Today's and tomorrow's ZGram are excerpts from an article in the Washington Review of Middle East Affairs, April 1998 titled "What Price Holocaustomania? The Specter of Hitler That Drives Washington's 'Israel First' Mideast Policy."
Here is a strong Lilienthal sample:
"If Adolf Hitler would be able to look up to earth from the depths of hell, a broad smile would break out on the Führer's face. Far from being forgotten 53 years after his demise in a Berlin bunker, Hitler stands at the world's epicenter. All roads that once led to Rome now lead to and from his Holocaust.
This phenomenon sustains America's 'Israel First' approach to the Middle East. The simplistic 'Get Saddam' solution to our resulting troubles there flourishes with the help of media-drawn similarities to Hitler and the crying need of opinion molders and politicians to find a new villain, now that the Evil Empire no longer exists.
The threat Saddam allegedly presents to 'little' Israel is widely portrayed in media photographs showing Israelis trying on gas masks. Such media engendered emotionalism aims to conceal from American taxpayers the $600 million cost of the latest US military buildup against Iraq, which certainly poses no threat to the United States. (...)"

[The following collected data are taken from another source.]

//! Symbol resolution and the semantic model
//!
//! The analyzer never looks at syntax. It asks a [`SemanticModel`] for the
//! class at a cursor position and for the declaration behind a type
//! reference. The model answers from a primary [`FileIndex`] and then from
//! any number of additional [`SymbolSource`]s, in the order they were added:
//!
//! - [`FileIndex`] - declarations of one parsed source file
//! - [`WorkspaceIndex`] - declarations of additional source files
//! - [`LibraryIndex`] - declarations described by a library manifest
//!
//! A reference that no source knows is simply unresolved; callers treat it
//! as a type without members.

mod file_index;
mod library;
mod workspace;

use std::collections::HashMap;

pub use file_index::FileIndex;
pub use library::{LibraryIndex, LibraryManifest, ManifestProperty, ManifestType};
pub use workspace::WorkspaceIndex;

use crate::schema::{ClassDeclaration, TypeDescriptor};

/// A queryable set of type declarations
pub trait SymbolSource {
    /// Human-readable name used in logs
    fn source_name(&self) -> &str;

    /// Every declaration, in declaration order
    fn declarations(&self) -> Box<dyn Iterator<Item = &ClassDeclaration> + '_>;

    /// Find a declaration by its namespace-qualified name
    fn lookup_full_name(&self, full_name: &str) -> Option<&ClassDeclaration> {
        self.declarations().find(|decl| decl.full_name == full_name)
    }

    /// Find a declaration by namespace-qualified name, then by simple name
    fn lookup(&self, name: &str) -> Option<&ClassDeclaration> {
        self.lookup_full_name(name)
            .or_else(|| self.declarations().find(|decl| decl.name == name))
    }
}

/// Whether a declaration answers a reference that matched no full name
///
/// A qualified reference (`Models.Customer`) must match a trailing part of
/// the full name at a namespace boundary; an unqualified one matches the
/// simple name.
fn matches_partially(decl: &ClassDeclaration, name: &str) -> bool {
    if name.contains('.') {
        decl.full_name
            .strip_suffix(name)
            .is_some_and(|prefix| prefix.ends_with('.'))
    } else {
        decl.name == name
    }
}

/// Name lookup table over a list of declarations
///
/// Full names are unique keys; simple names map to the first declaration
/// carrying that name.
#[derive(Debug, Clone, Default)]
pub(crate) struct TypeTable {
    by_full_name: HashMap<String, usize>,
    by_simple_name: HashMap<String, usize>,
}

impl TypeTable {
    pub(crate) fn build(types: &[ClassDeclaration]) -> Self {
        let mut table = Self::default();
        for (idx, ty) in types.iter().enumerate() {
            table.by_full_name.entry(ty.full_name.clone()).or_insert(idx);
            table.by_simple_name.entry(ty.name.clone()).or_insert(idx);
        }
        table
    }

    pub(crate) fn find(&self, name: &str) -> Option<usize> {
        self.find_full_name(name)
            .or_else(|| self.by_simple_name.get(name).copied())
    }

    pub(crate) fn find_full_name(&self, full_name: &str) -> Option<usize> {
        self.by_full_name.get(full_name).copied()
    }
}

/// The semantic model for one analysis request
pub struct SemanticModel {
    primary: FileIndex,
    sources: Vec<Box<dyn SymbolSource>>,
}

impl SemanticModel {
    /// Model over a single file
    pub fn new(primary: FileIndex) -> Self {
        Self {
            primary,
            sources: Vec::new(),
        }
    }

    /// Start building a model with additional sources
    pub fn builder(primary: FileIndex) -> SemanticModelBuilder {
        SemanticModelBuilder {
            model: Self::new(primary),
        }
    }

    pub fn primary(&self) -> &FileIndex {
        &self.primary
    }

    /// Number of sources consulted after the primary file
    pub fn additional_sources(&self) -> usize {
        self.sources.len()
    }

    /// Innermost class whose span contains the position in the primary file
    pub fn enclosing_class(&self, position: usize) -> Option<&ClassDeclaration> {
        self.primary.enclosing_class(position)
    }

    /// Resolve a type reference against every source
    ///
    /// Full names are tried against the primary file, other files and
    /// libraries before any partial match is considered, so a qualified
    /// reference is never captured by a same-named type elsewhere.
    pub fn resolve(&self, ty: &TypeDescriptor) -> Option<&ClassDeclaration> {
        self.resolve_excluding(ty, None)
    }

    /// The base class of a declaration
    ///
    /// The first base list entry that resolves to an inheritable type wins;
    /// interfaces and unresolved entries are skipped. The declaration itself
    /// is never its own base, so `class Order : Lib.Order` reaches the
    /// library type.
    pub fn resolve_base(&self, class: &ClassDeclaration) -> Option<&ClassDeclaration> {
        class.bases.iter().find_map(|base| {
            self.resolve_excluding(base, Some(&class.full_name))
                .filter(|found| found.kind.is_inheritable())
        })
    }

    fn resolve_excluding(
        &self,
        ty: &TypeDescriptor,
        exclude: Option<&str>,
    ) -> Option<&ClassDeclaration> {
        let name = ty.name.trim_start_matches("global::");
        let allowed = |decl: &&ClassDeclaration| exclude != Some(decl.full_name.as_str());

        let exact = self
            .all_sources()
            .find_map(|source| source.lookup_full_name(name).filter(allowed).map(|d| (source, d)));
        let found = exact.or_else(|| {
            self.all_sources().find_map(|source| {
                source
                    .declarations()
                    .filter(allowed)
                    .find(|decl| matches_partially(decl, name))
                    .map(|d| (source, d))
            })
        });

        match found {
            Some((source, decl)) => {
                tracing::trace!("resolved {} to {} from {}", ty, decl.full_name, source.source_name());
                Some(decl)
            }
            None => None,
        }
    }

    fn all_sources(&self) -> impl Iterator<Item = &dyn SymbolSource> {
        std::iter::once(&self.primary as &dyn SymbolSource)
            .chain(self.sources.iter().map(|source| source.as_ref()))
    }
}

/// Builder adding sources in resolution order
pub struct SemanticModelBuilder {
    model: SemanticModel,
}

impl SemanticModelBuilder {
    /// Add any symbol source
    pub fn with_source(mut self, source: Box<dyn SymbolSource>) -> Self {
        self.model.sources.push(source);
        self
    }

    /// Add one additional source file
    pub fn with_source_file(self, file: FileIndex) -> Self {
        self.with_source(Box::new(file))
    }

    /// Add additional source files
    pub fn with_workspace(self, workspace: WorkspaceIndex) -> Self {
        if workspace.is_empty() {
            return self;
        }
        self.with_source(Box::new(workspace))
    }

    /// Add a referenced library
    pub fn with_library(self, library: LibraryIndex) -> Self {
        self.with_source(Box::new(library))
    }

    pub fn build(self) -> SemanticModel {
        self.model
    }
}
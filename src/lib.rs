//! xamlgen-engine: XAML markup generation from C# declarations
//!
//! Given a C# source file and a cursor position, the engine finds the
//! enclosing class (or the property under the cursor) and renders its
//! public, readable instance properties as XAML using a configurable
//! output profile. Base classes and property types are resolved from the
//! same file, additional source files and library manifests.
//!
//! # Example
//!
//! ```ignore
//! use xamlgen_engine::{ClassAnalyzer, FileIndex, Profile, SemanticModel, SymbolOrigin};
//!
//! let source = r#"
//! public class Person
//! {
//!     public string Name { get; set; }
//! }
//! "#;
//!
//! let primary = FileIndex::parse("Person.cs", source, SymbolOrigin::PrimaryFile)?;
//! let model = SemanticModel::new(primary);
//! let profile = Profile::default().compile()?;
//!
//! let output = ClassAnalyzer::new(&profile).analyze(&model, source.find("Name").unwrap());
//! println!("{}", output.output);
//! ```

pub mod analysis;
pub mod cli;
pub mod commands;
pub mod config;
pub mod detectors;
pub mod error;
pub mod lang;
pub mod model;
pub mod parsing;
pub mod profile;
pub mod schema;

// Re-export commonly used types
pub use analysis::{ClassAnalyzer, Counters, Grouping, MemberFilter, TypeClass};
pub use cli::{Cli, OutputFormat};
pub use config::XamlGenConfig;
pub use error::{Result, XamlGenError};
pub use lang::Lang;
pub use model::{
    FileIndex, LibraryIndex, LibraryManifest, SemanticModel, SemanticModelBuilder, SymbolSource,
    WorkspaceIndex,
};
pub use profile::{CompiledProfile, Mapping, Profile};
pub use schema::{
    Accessibility, AnalyzerOutput, ClassDeclaration, MemberDeclaration, OutputType, Span,
    SymbolOrigin, TypeDescriptor, TypeKind,
};
//! Tests for the `profile` CLI command

use crate::common::{assert_contains, assert_valid_json, TestRepo};

#[test]
fn test_show_default_profile() {
    let repo = TestRepo::new();
    let stdout = repo.run_cli_success(&["profile", "show-default"]);
    let json = assert_valid_json(&stdout, "default profile");

    assert_eq!(json["ClassGrouping"], "StackPanel");
    let mappings = json["Mappings"].as_array().unwrap();
    assert_eq!(mappings.len(), 6);
    assert_eq!(mappings[0]["Type"], "string");
    assert_eq!(mappings[0]["IfReadOnly"], true);
}

#[test]
fn test_validate_good_profile() {
    let repo = TestRepo::new();
    repo.add_file(
        "profile.toml",
        r#"
Name = "Forms"
ClassGrouping = "StackPanel"
FallbackOutput = "<TextBlock Text=\"$name$\" />"

[[Mappings]]
Type = "string"
Output = "<TextBox Header=\"$namewithspaces$\" />"
"#,
    );

    let stdout = repo.run_cli_success(&["profile", "validate", "profile.toml"]);
    assert_eq!(stdout, "profile 'Forms' is valid (1 mappings)\n");

    let stdout = repo.run_cli_success(&["profile", "validate", "profile.toml", "-f", "json"]);
    let json = assert_valid_json(&stdout, "validate json");
    assert_eq!(json["valid"], true);
    assert_eq!(json["grouping"], "StackPanel");
}

#[test]
fn test_validate_bad_profile() {
    let repo = TestRepo::new();
    repo.add_file(
        "broken.json",
        r#"{ "Name": "Broken", "Mappings": [ { "Type": "List<", "Output": "<ListView />" } ] }"#,
    );

    let (code, stderr) = repo.run_cli_failure(&["profile", "validate", "broken.json"]);
    assert_eq!(code, Some(5));
    assert_contains(&stderr, "Invalid profile 'Broken'");
    assert_contains(&stderr, "mapping #1");
}
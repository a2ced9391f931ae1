//! Type classification and mapping type patterns
//!
//! Classification decides whether a member recurses into sub-properties
//! (objects and collections) and lets primitive aliases (`int`, `Int32`,
//! `Integer`) match each other in mapping rules.

use std::collections::HashMap;

use once_cell::sync::Lazy;

use crate::schema::TypeDescriptor;

/// Classification of a declared type
#[derive(Debug, Clone, PartialEq, Eq)]
pub enum TypeClass {
    String,
    Boolean,
    Numeric,
    /// Enumerable with the given element type
    Collection(TypeDescriptor),
    Object,
}

impl TypeClass {
    /// Whether `$subprops$` has members to enumerate for this class
    pub fn has_sub_properties(&self) -> bool {
        matches!(self, Self::Collection(_) | Self::Object)
    }
}

/// Primitive spellings across C#, VB and the BCL, keyed by lowercase simple name
static PRIMITIVE_ALIASES: Lazy<HashMap<&'static str, &'static str>> = Lazy::new(|| {
    [
        ("string", "string"),
        ("char", "char"),
        ("bool", "bool"),
        ("boolean", "bool"),
        ("byte", "byte"),
        ("sbyte", "sbyte"),
        ("short", "short"),
        ("int16", "short"),
        ("ushort", "ushort"),
        ("uint16", "ushort"),
        ("int", "int"),
        ("int32", "int"),
        ("integer", "int"),
        ("uint", "uint"),
        ("uint32", "uint"),
        ("uinteger", "uint"),
        ("long", "long"),
        ("int64", "long"),
        ("ulong", "ulong"),
        ("uint64", "ulong"),
        ("float", "float"),
        ("single", "float"),
        ("double", "double"),
        ("decimal", "decimal"),
        ("nint", "nint"),
        ("intptr", "nint"),
        ("nuint", "nuint"),
        ("uintptr", "nuint"),
        ("object", "object"),
    ]
    .into_iter()
    .collect()
});

const NUMERIC: &[&str] = &[
    "byte", "sbyte", "short", "ushort", "int", "uint", "long", "ulong", "float", "double",
    "decimal", "nint", "nuint",
];

/// Single-argument generics that wrap a value rather than enumerate values
const NON_COLLECTION_WRAPPERS: &[&str] = &[
    "nullable",
    "task",
    "valuetask",
    "lazy",
    "func",
    "action",
    "predicate",
    "iobservable",
    "iobserver",
    "weakreference",
    "expression",
    "eventhandler",
];

/// Canonical primitive name for a type name, if it names a primitive
pub fn canonical_primitive(name: &str) -> Option<&'static str> {
    let simple = TypeDescriptor::named(name).simple_name().to_lowercase();
    PRIMITIVE_ALIASES.get(simple.as_str()).copied()
}

/// Classify a declared type
pub fn classify(ty: &TypeDescriptor) -> TypeClass {
    if let Some(element) = ty.array_element() {
        return TypeClass::Collection(element);
    }

    match canonical_primitive(&ty.name) {
        Some("string") | Some("char") => return TypeClass::String,
        Some("bool") => return TypeClass::Boolean,
        Some(p) if NUMERIC.contains(&p) => return TypeClass::Numeric,
        _ => {}
    }

    let simple = ty.simple_name().to_lowercase();
    if ty.args.len() == 1 {
        if simple == "nullable" {
            return classify(&ty.args[0]);
        }
        if !NON_COLLECTION_WRAPPERS.contains(&simple.as_str()) {
            return TypeClass::Collection(ty.args[0].clone());
        }
    }

    TypeClass::Object
}

/// Case-insensitive canonical text with primitive aliases unified
fn canonical_text(ty: &TypeDescriptor) -> String {
    let mut text = match canonical_primitive(&ty.name) {
        Some(p) => p.to_string(),
        None => ty.name.trim_start_matches("global::").to_lowercase(),
    };
    if !ty.args.is_empty() {
        let args: Vec<String> = ty.args.iter().map(canonical_text).collect();
        text.push('<');
        text.push_str(&args.join(","));
        text.push('>');
    }
    if ty.nullable {
        text.push('?');
    }
    if ty.is_array {
        text.push_str("[]");
    }
    text
}

/// How a type pattern matched a member type
#[derive(Debug, Clone, Copy, PartialEq, Eq, PartialOrd, Ord)]
pub enum MatchKind {
    /// Same type text (aliases and namespaces aside)
    Exact,
    /// Same generic type with a single argument, via a `Name<T>` pattern
    Shape,
}

#[derive(Debug, Clone, PartialEq, Eq)]
enum Alternative {
    Exact(TypeDescriptor),
    Shape(String),
}

/// The parsed `Type` field of a mapping
///
/// Alternatives are separated by `|`, e.g. `int|Integer|long`.
#[derive(Debug, Clone, PartialEq, Eq)]
pub struct TypePattern {
    source: String,
    alternatives: Vec<Alternative>,
}

impl TypePattern {
    /// Parse a mapping's `Type` text
    pub fn parse(text: &str) -> std::result::Result<Self, String> {
        if text.trim().is_empty() {
            return Err("Type must not be empty".to_string());
        }

        let mut alternatives = Vec::new();
        for raw in text.split('|') {
            let alt = raw.trim();
            if alt.is_empty() {
                return Err(format!("'{}' contains an empty alternative", text));
            }
            if !brackets_balanced(alt) {
                return Err(format!("'{}' has unbalanced brackets", alt));
            }

            let ty = TypeDescriptor::parse(alt);
            if ty.name.is_empty() || ty.args.iter().any(|a| a.name.is_empty()) {
                return Err(format!("'{}' is not a valid type", alt));
            }

            if ty.args.len() == 1 && is_type_parameter(&ty.args[0]) {
                alternatives.push(Alternative::Shape(ty.name.clone()));
            } else {
                alternatives.push(Alternative::Exact(ty));
            }
        }

        Ok(Self {
            source: text.to_string(),
            alternatives,
        })
    }

    pub fn as_str(&self) -> &str {
        &self.source
    }

    /// Best way any alternative matches the type
    pub fn match_kind(&self, ty: &TypeDescriptor) -> Option<MatchKind> {
        let exact = self.alternatives.iter().any(|alt| match alt {
            Alternative::Exact(pattern) => {
                canonical_text(pattern) == canonical_text(ty)
                    || canonical_text(&pattern.unqualified()) == canonical_text(&ty.unqualified())
            }
            Alternative::Shape(_) => false,
        });
        if exact {
            return Some(MatchKind::Exact);
        }

        let shape = ty.args.len() == 1
            && self.alternatives.iter().any(|alt| match alt {
                Alternative::Shape(name) => {
                    let pattern = TypeDescriptor::named(name.as_str());
                    pattern.simple_name().eq_ignore_ascii_case(ty.simple_name())
                }
                Alternative::Exact(_) => false,
            });
        shape.then_some(MatchKind::Shape)
    }
}

/// `T`, `U`, `TItem`: the conventional spelling of a type parameter
fn is_type_parameter(ty: &TypeDescriptor) -> bool {
    if ty.is_generic() || ty.is_array || ty.nullable {
        return false;
    }
    let mut chars = ty.name.chars();
    match (chars.next(), chars.next()) {
        (Some(first), None) => first.is_ascii_uppercase(),
        (Some('T'), Some(second)) => second.is_ascii_uppercase(),
        _ => false,
    }
}

fn brackets_balanced(text: &str) -> bool {
    let mut stack = Vec::new();
    for c in text.chars() {
        match c {
            '<' | '(' | '[' => stack.push(c),
            '>' => {
                if stack.pop() != Some('<') {
                    return false;
                }
            }
            ')' => {
                if stack.pop() != Some('(') {
                    return false;
                }
            }
            ']' => {
                if stack.pop() != Some('[') {
                    return false;
                }
            }
            _ => {}
        }
    }
    stack.is_empty()
}
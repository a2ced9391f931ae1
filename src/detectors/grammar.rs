//! Declaration grammar definitions
//!
//! Maps the declaration concepts the analyzer needs (types, namespaces,
//! properties, accessors, base lists) to tree-sitter node kinds. The
//! extractor in `csharp.rs` reads these tables instead of hard-coding
//! node names.

use crate::schema::TypeKind;

/// Language-specific AST node mappings for declaration extraction
#[derive(Debug, Clone)]
pub struct DeclarationGrammar {
    /// Language identifier
    pub name: &'static str,

    // =========================================================================
    // Containers
    // =========================================================================
    /// Namespace nodes whose `name` field prefixes nested type names
    pub namespace_nodes: &'static [&'static str],

    /// Namespace nodes that apply to the rest of the file
    /// e.g., C# 10 `namespace Foo;`
    pub file_scoped_namespace_nodes: &'static [&'static str],

    /// Type declaration nodes and the kind each produces
    pub type_nodes: &'static [(&'static str, TypeKind)],

    /// Body node holding a type's member declarations
    pub body_nodes: &'static [&'static str],

    // =========================================================================
    // Members
    // =========================================================================
    /// Property declaration nodes
    pub property_nodes: &'static [&'static str],

    /// Primary constructor parameter list (records)
    pub parameter_list_nodes: &'static [&'static str],

    /// Single parameter inside a parameter list
    pub parameter_nodes: &'static [&'static str],

    /// Accessor list of a property
    pub accessor_list_nodes: &'static [&'static str],

    /// Single accessor inside an accessor list
    pub accessor_nodes: &'static [&'static str],

    /// Expression body (`=> expr`), which implies a getter only
    pub expression_body_nodes: &'static [&'static str],

    // =========================================================================
    // Modifiers and Metadata
    // =========================================================================
    /// Modifier nodes (`public`, `static`, ...)
    pub modifier_nodes: &'static [&'static str],

    /// Modifier keywords that may appear as bare tokens
    pub modifier_keywords: &'static [&'static str],

    /// Attribute list wrappers
    pub attribute_list_nodes: &'static [&'static str],

    /// Single attribute nodes
    pub attribute_nodes: &'static [&'static str],

    /// Base list of a type declaration
    pub base_list_nodes: &'static [&'static str],

    /// Base list entries that wrap a type with constructor arguments
    /// e.g., `record Child(int X) : Parent(X)`
    pub base_with_arguments_nodes: &'static [&'static str],

    // =========================================================================
    // Field Names for Child Access
    // =========================================================================
    /// Field name for declaration names (usually "name")
    pub name_field: &'static str,

    /// Field name for declared types (usually "type")
    pub type_field: &'static str,
}

pub static CSHARP_GRAMMAR: DeclarationGrammar = DeclarationGrammar {
    name: "csharp",
    namespace_nodes: &["namespace_declaration"],
    file_scoped_namespace_nodes: &["file_scoped_namespace_declaration"],
    type_nodes: &[
        ("class_declaration", TypeKind::Class),
        ("record_declaration", TypeKind::Record),
        ("record_struct_declaration", TypeKind::Struct),
        ("struct_declaration", TypeKind::Struct),
        ("interface_declaration", TypeKind::Interface),
    ],
    body_nodes: &["declaration_list"],
    property_nodes: &["property_declaration"],
    parameter_list_nodes: &["parameter_list"],
    parameter_nodes: &["parameter"],
    accessor_list_nodes: &["accessor_list"],
    accessor_nodes: &["accessor_declaration"],
    expression_body_nodes: &["arrow_expression_clause"],
    modifier_nodes: &["modifier"],
    modifier_keywords: &[
        "public",
        "protected",
        "private",
        "internal",
        "static",
        "readonly",
        "abstract",
        "virtual",
        "override",
        "sealed",
        "new",
        "required",
    ],
    attribute_list_nodes: &["attribute_list"],
    attribute_nodes: &["attribute"],
    base_list_nodes: &["base_list"],
    base_with_arguments_nodes: &["primary_constructor_base_type"],
    name_field: "name",
    type_field: "type",
};

impl DeclarationGrammar {
    /// Type kind for a declaration node kind, if it declares a type
    pub fn type_kind(&self, node_kind: &str) -> Option<TypeKind> {
        self.type_nodes
            .iter()
            .find(|(kind, _)| *kind == node_kind)
            .map(|(_, type_kind)| *type_kind)
    }
}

Dr. Lilienthal continues his insightful analysis of this tricky topic in several additional paragraphs, here deleted, and then hits the bull's eye with the following:
"One of this writer's friends of long standing, a Jordanian, asked me why the US stood aside and permitted a great wrong to be visited upon the Palestinians by the Israelis, allegedly to right the original wrong 'committed not by the Arabs, but by the Nazis under Hitler against the Jews.' He, of couse, perfectly understood the psychosis behind the unwavering, unchallengeable support given to the Israeli state since its promulgation in 1948 by the US and, for a time, many other Western countries as well. It was motivated by deep-seated Christian feelings of guilt for the Nazi extermination of so many Jews. As CBS commentator Howard K. Smith has cogently stated, 'The American public has formed its judgment of the Middle East conflict not on the relative merits of the Arab and Israeli cases, but rather on the basis of Christian-Jewish relations.'
Ergo, Christian guilt had, at all costs, to be kept alive and constantly tapped by Israel-leaning publishers, producers and directors. And, of course, woe to those who seem to threaten this state of mind that is so vital to the very existence of Israel. (...)
Keeping the spirit alive involved focusing the attention of US opinion molders and the public on the many sins committed against Jews - from the World War II genocide to the European anti-Semitism that gave birth to it - by injecting Holocaustomania into politics, religion, the arts, and the entertainment world. Then surely no one would ever be able to make a reasoned, logical judgment as to how best to bring about peace in the harried Middle East and how best to safeguard American national interests in that area."
Once again, we see that anything to do with this topic has shifted to the religious realm - the Holocaust Enforcers who are besetting us have left history behind a long time ago! Historians are out!
Will we see exorcists to counter "Holocaust Denial" next?
Ingrid
Thought for the Day:
"People in the West can condemn their highest leaders, but they don't have the right to utter one critical word about the Zionist regime...I can say with certainty, America and Israel are one and the same. The Majority of senior American officials are Zionists and they use their influence to promote Israeli interests."